Más cerca de la ciudad de la infancia -¿el despertar de la nostalgia?- que de la ciudad de la adolescencia, a la cual rechaza no por su voracidad sino por la altanería que constituye su pomposo ropaje, comienza su recorrido la ciudad de la juventud, la de los cantados y poetizados años azul y oro, la de los hallazgos sorprendentes, incluso el amor, la de las partidas soñadas y vividas, la de las decisiones ejes de la vida, la de la apertura al mundo, ensoñada, pujante y derramándose -prodigándose- impulsada por el ansia, ciudad extendida y proteiforme que durante los períodos de transformación, o de su esperanza -el país político, las auroras-, siembra pensamientos, espíritu, carácter e ilusiones en muchachas y muchachos recién nacidos para las luces y las sombras del siglo y que, en cambio, gira hacia el pragmatismo y la banalidad cuando el país político, resquebrajado, exhausto, en retirada, cede el terreno al económico.

La ciudad de la adultez, cuyo objetivo primordial, para nada oculto, es la solidez -un par de piernas bien plantadas sobre el pavimento-, se vislumbra -¿leyenda, realidad?- como un estuario donde se aquietan las agitadas aguas juveniles, el espacio policlasista que aloja a la celebrada madurez, sabia, equilibrada y grave en las mitologías urbanas, cuando se cosecha lo cultivado por los años de formación, los preparatorios.

Normalmente se aleja, cuanto puede, de la vejez; se aproxima, sin confundirse nunca, a la juventud; se irrita con la alborotada adolescencia; se impacienta con la niñez. Donde están el poder, el prestigio y el dinero compite consigo misma y con los mayores, a los que intenta reemplazar. No son temas apropiados para los adolescentes y los niños; y los jóvenes pueden esperar.

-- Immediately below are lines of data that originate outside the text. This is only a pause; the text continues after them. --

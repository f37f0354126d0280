use log::{debug, error};

use crate::{
    bus::Bus,
    cpu::{
        decode::Fetched,
        flags::Status,
        opcode::OpcodeTable,
        register::Register,
        trace::{TraceLine, Tracer},
    },
    error::Result,
};

/// PC on entry to [`CPU::run`]; the NROM start address used by CPU test ROMs.
pub const ENTRY_POINT: u16 = 0xC000;
pub const STACK_PAGE: u16 = 0x0100;
/// SP on entry to [`CPU::run`], as a full address.
pub const STACK_TOP: u16 = 0x01FF;
pub const RESET_VECTOR: u16 = 0xFFFC;
pub const IRQ_VECTOR: u16 = 0xFFFE;

#[derive(Debug, Clone, Copy, PartialEq, Eq)]
pub enum PowerState {
    Off,
    Running,
    /// The next fetch jumps through the reset vector.
    ResetPending,
}

pub struct CPU<B: Bus> {
    pub a: Register,
    pub x: Register,
    pub y: Register,
    pub sp: Register,
    pub pc: Register,
    pub status: Status,
    pub bus: B,
    pub(super) table: OpcodeTable,
    pub(super) state: PowerState,
    pub(super) current: Option<Fetched>,
    pub(super) last_instruction_offset: u16,
}

impl<B: Bus> CPU<B> {
    /// CPU with zeroed registers and the built-in opcode table.
    pub fn new(bus: B) -> Result<Self> {
        Ok(Self::with_table(bus, OpcodeTable::builtin()?))
    }

    pub fn with_table(bus: B, table: OpcodeTable) -> Self {
        Self {
            a: Register::new8(),
            x: Register::new8(),
            y: Register::new8(),
            sp: Register::new8(),
            pc: Register::new16(),
            status: Status::empty(),
            bus,
            table,
            state: PowerState::Running,
            current: None,
            last_instruction_offset: 0,
        }
    }

    pub fn state(&self) -> PowerState {
        self.state
    }

    pub fn is_powered_on(&self) -> bool {
        self.state != PowerState::Off
    }

    pub fn power_on(&mut self) {
        if self.state == PowerState::Off {
            self.state = PowerState::Running;
        }
    }

    pub fn stop(&mut self) {
        self.state = PowerState::Off;
    }

    /// Latch a reset; served by the next fetch.
    pub fn reset(&mut self) {
        if self.state == PowerState::Running {
            debug!("reset latched");
            self.state = PowerState::ResetPending;
        }
    }

    /// Full address SP points at.
    pub fn stack_address(&self) -> u16 {
        STACK_PAGE | self.sp.get()
    }

    /// Offset of the most recently fetched opcode.
    pub fn last_instruction_offset(&self) -> u16 {
        self.last_instruction_offset
    }

    /// The decoded instruction waiting for, or last run by, [`CPU::execute`].
    pub fn current(&self) -> Option<Fetched> {
        self.current
    }

    pub fn trace_line(&self, fetched: &Fetched) -> TraceLine {
        TraceLine {
            pc: fetched.offset,
            op: fetched.op,
            operand: fetched.operand,
            a: self.a.byte(),
            x: self.x.byte(),
            y: self.y.byte(),
        }
    }

    /// Fetch, trace, execute.
    pub fn step(&mut self, tracer: &mut impl Tracer) -> Result<()> {
        let fetched = self.fetch()?;
        tracer.trace(&self.trace_line(&fetched));
        self.execute()
    }

    /// Run at most `budget` instructions from [`ENTRY_POINT`]. Returns how many ran.
    ///
    /// The CPU is powered off when this returns, whatever the outcome.
    pub fn run(&mut self, budget: u64, tracer: &mut impl Tracer) -> Result<u64> {
        self.pc.set(ENTRY_POINT);
        self.sp.set(STACK_TOP);

        let mut executed = 0;
        while self.is_powered_on() && executed < budget {
            if let Err(e) = self.step(tracer) {
                if e.is_unknown_operation() {
                    error!("{e}");
                }
                self.stop();
                return Err(e);
            }
            executed += 1;
        }

        self.stop();
        Ok(executed)
    }
}
//! rp2a03 entry point.
//!
//! Loads a cartridge, runs the CPU for the configured number of instructions
//! and logs one trace line per instruction.
//! Usage: rp2a03 [--cycles N] [--opcodes FILE] [--reset] <path/to/game.nes | ->

use std::fs;
use std::io;
use std::process::ExitCode;

use clap::Parser;
use log::{error, info};

use rp2a03::cpu::opcode::OpcodeTable;
use rp2a03::{
    CPU, Cartridge, LogTracer, MemoryController, Result, config::Config, logger::ConsoleLogger,
};

fn main() -> ExitCode {
    let config = Config::parse();

    if let Err(e) = ConsoleLogger::new(config.log_level).init() {
        eprintln!("failed to install logger: {e}");
    }

    match run(&config) {
        Ok(executed) => {
            info!("powered off after {executed} instruction(s)");
            ExitCode::SUCCESS
        }
        // Already reported by the core loop
        Err(e) if e.is_unknown_operation() => ExitCode::from(1),
        Err(e) => {
            error!("{e}");
            ExitCode::from(2)
        }
    }
}

fn run(config: &Config) -> Result<u64> {
    let cart = if config.reads_stdin() {
        Cartridge::from_reader(io::stdin().lock())?
    } else {
        Cartridge::load(&config.rom)?
    };
    info!(
        "loaded {}: {} PRG bank(s), {} CHR bank(s)",
        config.rom.display(),
        cart.prg_bank_count(),
        cart.chr_bank_count()
    );

    let table = match &config.opcodes {
        Some(path) => OpcodeTable::parse(&fs::read_to_string(path)?)?,
        None => OpcodeTable::builtin()?,
    };

    let mut cpu = CPU::with_table(MemoryController::new(cart), table);
    if config.reset {
        cpu.reset();
    }
    cpu.run(config.cycles, &mut LogTracer)
}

Quinto fragmento interior de la urbe, y el último, porque unos pasos más allá está la puerta que da al adiós, tan inconfundible y ubicua como la ciudad de la infancia, desperdigada por las arterias y las venas ciudadanas como si integrara la ciudad de la juventud y, sin embargo, llamativamente lenta en un mundo seducido por la velocidad y dominado por la urgencia, prolifera y bulle a su manera, o sea con una marca de silencio y soledad, la ciudad de la vejez. Atrás, bastante atrás, quedaron los tiempos en que era considerada venerable. Las nuevas sociedades, las de la canonización de la insolidaridad y el dinero, la han calificado, subrepticiamente, como material descartable.

Si bien la ciudad, presionada por la aceleración, la inseguridad y las crisis, es la del día que se vive, también es cierto, y lo saben las cinco ciudades que la conforman pues su vida y lo heredado vienen de lejos, que ha gozado y sufrido los vaivenes de prosperidad y caída protagonizados por el país durante, por lo menos, la segunda mitad del siglo XX y el principio del XXI. Y si reflejó y aun multiplicó aquella luz de progreso y bienestar, asimismo testimonió, con un alto voltaje de patetismo y dramaticidad, los cataclismos políticos, económicos y sociales que por las calles de su gente esparcieron no sólo el desconcierto, la desazón y la angustia, sino, además, carne de segunda, depreciada, la penuria, la pobreza y finalmente la miseria como en tiempos el labrador legendario habla dejado caer los granos de trigo en los surcos abiertos por el arado precursor.